Ein wiederkehrendes Motiv des Sprechens über die politischen Lager im rechten Diskurs ist die Gleichsetzung der heutigen Linken (und auch Grünen) mit den Nationalsozialisten. Diese Gleichsetzungen beruhen auf der Annahme einer fundamentalen Transformation der politischen Linken und steht somit im Kontext des verbreiteten Argumentationsmusters des politischen Rollentauschs. Transportiert und begleitet wird diese These oft mit dem bekannten, dem italienischen Schriftsteller Ignazio Silone zugeschriebenen Zitat, demzufolge ein wiederkehrender Faschismus sich als Antifaschismus ausgeben würde.

Interessanterweise sind diese Gleichsetzungen besonders in Teilen des rechten Diskurses verbreitet, die weniger eine geschlossene rechte Weltanschauung aufweisen und eher instinktiv auf tagespolitische Ereignisse reagieren. In dezidiert neurechten Kreisen gelten derartige Gleichsetzungen als Übernahme der Optik des politischen Gegners, in der der historische Nationalsozialismus das ultimativ Böse symbolisiere und in dieser Form ständig für die Deutung der Verhältnisse in der Gegenwart herangezogen werde ('Schuldkult'). Beispiele für die dezidierter rechte Ablehnung der historischen Gleichsetzungen zeigen die Screenshots 3-6. Screenshot 3 zeigt die beschriebene Gleichsetzung in typischer Form, wobei hier die von der grünen Regierungspartei verfolgte Politik als 'totalitär' geframt werden soll. Die Screenshots 4 und 5 zeigen ablehnende Reaktionen und Kommentierungen eines Sharepics, mit dem die AfD-Fraktion Baden-Württemberg die Gleichsetzung „Links wählen ist so Braun“ verbreitet hatte.

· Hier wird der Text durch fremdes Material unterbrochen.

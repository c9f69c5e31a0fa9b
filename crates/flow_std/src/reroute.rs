use flow_core::{DataPinValueSupplier, Node};
use serde::{Deserialize, Serialize};

/// Passes execution from `In` straight through to `Out`.
#[derive(Clone, Debug, Default, Eq, Hash, PartialEq, Deserialize, Serialize)]
pub struct Reroute;

impl DataPinValueSupplier for Reroute {}

impl Node for Reroute {}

Im ersten Fall wird das geteilte Sharepic nur lakonisch kommentiert, im zweiten Fall wird die rechte Ablehnung der Gleichsetzung mit einem verbreiteten Meme artikuliert, in dem Batman seinem Helfer Robin eine Ohrfeige gibt.

  • 6_Screenshot_3_rechts_links
    Screenshot 3
  • Screenshot 4 rechts links
    Screenshot 4
  • Screenshot 5
    Screenshot 5
  • Screenshot 6 rechts links
    Screenshot 6

Zitierte Literatur

  • Lichtmesz, Martin; Sommerfeld-Lethen, Caroline (2017): Mit Linken leben. Schnellroda: Antaios.